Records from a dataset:
↓
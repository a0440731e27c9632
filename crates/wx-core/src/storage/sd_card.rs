use embedded_sdmmc::{Error, Mode, SdCard, SdCardError, TimeSource, VolumeIdx, VolumeManager};

use super::weather_log::LogStore;

/// FAT storage on the first volume of an SD card.
///
/// These SD card operations are blocking. Every call opens the volume and the
/// root directory and closes them again, so a card pulled between serve
/// cycles only costs the writes made while it was out.
pub struct SdCardStorage<S, D, T>
where
    S: embedded_hal::spi::SpiDevice<u8>,
    D: embedded_hal::delay::DelayNs,
    T: TimeSource,
{
    volume_mgr: VolumeManager<SdCard<S, D>, T, 4, 4, 1>,
}

impl<S, D, T> SdCardStorage<S, D, T>
where
    S: embedded_hal::spi::SpiDevice<u8>,
    D: embedded_hal::delay::DelayNs,
    T: TimeSource,
{
    /// Create a new SD card storage manager
    pub fn new(sd_card: SdCard<S, D>, ts: T) -> Self {
        let volume_mgr = VolumeManager::new(sd_card, ts);

        Self { volume_mgr }
    }

    fn write_file(
        &self,
        file_name: &str,
        mode: Mode,
        data: &[u8],
    ) -> Result<(), Error<SdCardError>> {
        let volume0 = self.volume_mgr.open_volume(VolumeIdx(0))?;
        let root_dir = volume0.open_root_dir()?;
        let file = root_dir.open_file_in_dir(file_name, mode)?;

        file.write(data)?;

        // Resources are automatically closed when dropped (RAII)
        // Explicitly close them to handle errors
        file.close()?;
        root_dir.close()?;
        volume0.close()?;

        Ok(())
    }

    /// Reads up to `buffer.len()` bytes from the start of `file_name`.
    pub fn read_file(
        &self,
        file_name: &str,
        buffer: &mut [u8],
    ) -> Result<usize, Error<SdCardError>> {
        let volume0 = self.volume_mgr.open_volume(VolumeIdx(0))?;
        let root_dir = volume0.open_root_dir()?;
        let file = root_dir.open_file_in_dir(file_name, Mode::ReadOnly)?;

        let mut filled = 0;
        while filled < buffer.len() {
            let bytes_read = file.read(&mut buffer[filled..])?;
            if bytes_read == 0 {
                break; // EOF
            }
            filled += bytes_read;
        }

        file.close()?;
        root_dir.close()?;
        volume0.close()?;

        Ok(filled)
    }
}

impl<S, D, T> LogStore for SdCardStorage<S, D, T>
where
    S: embedded_hal::spi::SpiDevice<u8>,
    D: embedded_hal::delay::DelayNs,
    T: TimeSource,
{
    type Error = Error<SdCardError>;

    fn create_new(&mut self, name: &str, contents: &[u8]) -> Result<bool, Self::Error> {
        match self.write_file(name, Mode::ReadWriteCreate, contents) {
            Ok(()) => Ok(true),
            Err(Error::FileAlreadyExists) => Ok(false),
            Err(e) => Err(e),
        }
    }

    fn append(&mut self, name: &str, contents: &[u8]) -> Result<(), Self::Error> {
        self.write_file(name, Mode::ReadWriteCreateOrAppend, contents)
    }
}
↑
WHAT YOU ARE ASKED TO DO: Each line of the data in which the string "filled" appears needs to be copied.

EXPECTED ANSWER:
        let mut filled = 0;
        while filled < buffer.len() {
            let bytes_read = file.read(&mut buffer[filled..])?;
            filled += bytes_read;
        Ok(filled)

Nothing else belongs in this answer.